- Instructions for the task
Wherever the string "handles" appears in the listing, copy that line.

-- Opening Marker --

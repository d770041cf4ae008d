//! Parallel batch scoring of query entries.
//!
//! The query list is split into fixed size chunks up front. Each chunk runs
//! on the blocking pool, at most `workers` at a time, with its own buffer and
//! counters. The coordinator joins every task in submission order, so the
//! output does not depend on completion order, then either concatenates the
//! buffers or re-raises the first fatal error once all tasks are done.

use std::sync::Arc;

use serde::{Deserialize, Serialize};
use tokio::sync::Semaphore;
use tracing::{error, info};
use validator::Validate;

use crate::measures::SimilarityEngine;
use crate::ontology::IdentifierRegistry;
use crate::{Error, Result};

mod query;
mod task;

pub use query::{read_queries, separator, QueryEntry, QuerySource};

/// What to do with a row whose entity is missing or unannotated.
#[derive(Copy, Clone, Debug, Default, PartialEq, Serialize, Deserialize)]
#[serde(tag = "action", rename_all = "snake_case")]
pub enum QueryPolicy {
    /// Emit the row with `score` in every measure column.
    Set { score: f64 },
    /// Drop the row.
    Exclude,
    /// Abort the task.
    #[default]
    Stop,
}

/// What the two compared entities are.
#[derive(Copy, Clone, Debug, Default, PartialEq, Eq, Serialize, Deserialize)]
#[serde(rename_all = "snake_case")]
pub enum BatchMode {
    /// Entities compared through their direct classes with the groupwise
    /// measures.
    #[default]
    EntityToEntity,
    /// Vertices compared directly with the pairwise measures.
    ConceptToConcept,
}

/// How the two leading columns of a row are rendered.
#[derive(Copy, Clone, Debug, Default, PartialEq, Eq, Serialize, Deserialize)]
#[serde(rename_all = "snake_case")]
pub enum DisplayMode {
    /// `prefix:local` when a namespace matches, the full IRI otherwise.
    #[default]
    Short,
    /// The query strings as given.
    Raw,
    /// Fragment after the last `#` or `/`.
    LocalName,
}

#[derive(Clone, Debug, PartialEq, Serialize, Deserialize, Validate)]
pub struct BatchSettings {
    #[serde(default)]
    pub mode: BatchMode,
    #[serde(default = "default_workers")]
    #[validate(range(min = 1))]
    pub workers: usize,
    #[serde(default = "default_chunk_size")]
    #[validate(range(min = 1))]
    pub chunk_size: usize,
    #[serde(default)]
    pub display: DisplayMode,
    #[serde(default = "default_expand_prefixes")]
    pub expand_prefixes: bool,
    /// Silences the per row policy events.
    #[serde(default)]
    pub quiet: bool,
    #[serde(default)]
    pub not_found: QueryPolicy,
    #[serde(default)]
    pub no_annotation: QueryPolicy,
}

fn default_workers() -> usize {
    1
}

fn default_chunk_size() -> usize {
    1000
}

fn default_expand_prefixes() -> bool {
    true
}

impl Default for BatchSettings {
    fn default() -> Self {
        Self {
            mode: BatchMode::default(),
            workers: default_workers(),
            chunk_size: default_chunk_size(),
            display: DisplayMode::default(),
            expand_prefixes: default_expand_prefixes(),
            quiet: false,
            not_found: QueryPolicy::default(),
            no_annotation: QueryPolicy::default(),
        }
    }
}

/// Aggregated output of a batch.
#[derive(Clone, Debug, Default, PartialEq, Eq)]
pub struct BatchResult {
    /// Tab separated rows, newline terminated, in query order.
    pub output: String,
    pub substituted: u64,
    pub skipped: u64,
    pub rows: u64,
}

/// Shared read-only state handed to every task.
pub(crate) struct TaskContext {
    engine: Arc<SimilarityEngine>,
    registry: Arc<IdentifierRegistry>,
    settings: BatchSettings,
}

impl TaskContext {
    /// Number of score columns in a row.
    fn columns(&self) -> usize {
        match self.settings.mode {
            BatchMode::EntityToEntity => self.engine.plan().groupwise().len(),
            BatchMode::ConceptToConcept => self.engine.plan().pairwise().len(),
        }
    }
}

pub struct BatchQueryProcessor {
    context: Arc<TaskContext>,
}

impl BatchQueryProcessor {
    /// # Errors
    ///
    /// Fails with [`Error::Configuration`] when the pool or chunk size is 0.
    pub fn new(
        engine: Arc<SimilarityEngine>,
        registry: Arc<IdentifierRegistry>,
        settings: BatchSettings,
    ) -> Result<Self> {
        settings
            .validate()
            .map_err(|err| Error::Configuration(format!("invalid batch settings: {err}")))?;
        Ok(Self {
            context: Arc::new(TaskContext {
                engine,
                registry,
                settings,
            }),
        })
    }

    #[must_use]
    pub fn settings(&self) -> &BatchSettings {
        &self.context.settings
    }

    /// Header row naming the score columns, newline terminated.
    #[must_use]
    pub fn header(&self) -> String {
        let plan = self.context.engine.plan();
        let ids: Vec<&str> = match self.context.settings.mode {
            BatchMode::EntityToEntity => plan
                .groupwise()
                .iter()
                .map(|measure| measure.config().id.as_str())
                .collect(),
            BatchMode::ConceptToConcept => plan
                .pairwise()
                .iter()
                .map(|measure| measure.config.id.as_str())
                .collect(),
        };
        let mut header = String::from("first\tsecond");
        for id in ids {
            header.push('\t');
            header.push_str(id);
        }
        header.push('\n');
        header
    }

    /// Scores every entry.
    ///
    /// # Errors
    ///
    /// Returns [`Error::Task`] wrapping the first fatal error, by task order,
    /// once every task has finished.
    pub async fn run(&self, entries: Vec<QueryEntry>) -> Result<BatchResult> {
        let settings = &self.context.settings;
        let chunks: Vec<Vec<QueryEntry>> = entries
            .chunks(settings.chunk_size.max(1))
            .map(<[QueryEntry]>::to_vec)
            .collect();
        let total = chunks.len();
        info!(
            entries = entries.len(),
            tasks = total,
            workers = settings.workers,
            "batch_started"
        );

        let permits = Arc::new(Semaphore::new(settings.workers.max(1)));
        let mut handles = Vec::with_capacity(total);
        for chunk in chunks {
            let permit = Arc::clone(&permits)
                .acquire_owned()
                .await
                .map_err(Error::wrap)?;
            let context = Arc::clone(&self.context);
            handles.push(tokio::task::spawn_blocking(move || {
                let _permit = permit;
                task::run(&context, &chunk)
            }));
        }

        let mut result = BatchResult::default();
        let mut failures = Vec::new();
        for (index, handle) in handles.into_iter().enumerate() {
            match handle.await {
                Ok(Ok(outcome)) => {
                    result.output.push_str(&outcome.buffer);
                    result.substituted += outcome.substituted;
                    result.skipped += outcome.skipped;
                    result.rows += outcome.rows;
                }
                Ok(Err(failure)) => {
                    error!(task = index, row = failure.row, error = %failure.error, "query_task_failed");
                    failures.push((index, failure.row, failure.error));
                }
                Err(err) => {
                    error!(task = index, error = %err, "query_task_panicked");
                    failures.push((index, 0, Error::Join(err)));
                }
            }
        }

        let failed = failures.len();
        if let Some((task, row, source)) = failures.into_iter().next() {
            return Err(Error::Task {
                task,
                row,
                failed,
                total,
                source: Box::new(source),
            });
        }

        info!(
            rows = result.rows,
            substituted = result.substituted,
            skipped = result.skipped,
            "batch_completed"
        );
        Ok(result)
    }
}

#[cfg(test)]
mod tests {
    use super::*;

    #[test]
    fn policies_deserialize_from_tagged_maps() {
        let set: QueryPolicy = serde_yaml::from_str("{ action: set, score: -1 }").expect("set");
        assert_eq!(set, QueryPolicy::Set { score: -1.0 });
        let exclude: QueryPolicy = serde_yaml::from_str("action: exclude").expect("exclude");
        assert_eq!(exclude, QueryPolicy::Exclude);
    }

    #[test]
    fn settings_default_to_a_single_worker() {
        let settings: BatchSettings = serde_yaml::from_str("{}").expect("settings");
        assert_eq!(settings, BatchSettings::default());
        assert!(settings.validate().is_ok());
    }

    #[test]
    fn zero_workers_fail_validation() {
        let settings = BatchSettings {
            workers: 0,
            ..BatchSettings::default()
        };
        assert!(settings.validate().is_err());
    }
}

-- Closing Marker --

- Exercise response
        let mut handles = Vec::with_capacity(total);
            handles.push(tokio::task::spawn_blocking(move || {
        for (index, handle) in handles.into_iter().enumerate() {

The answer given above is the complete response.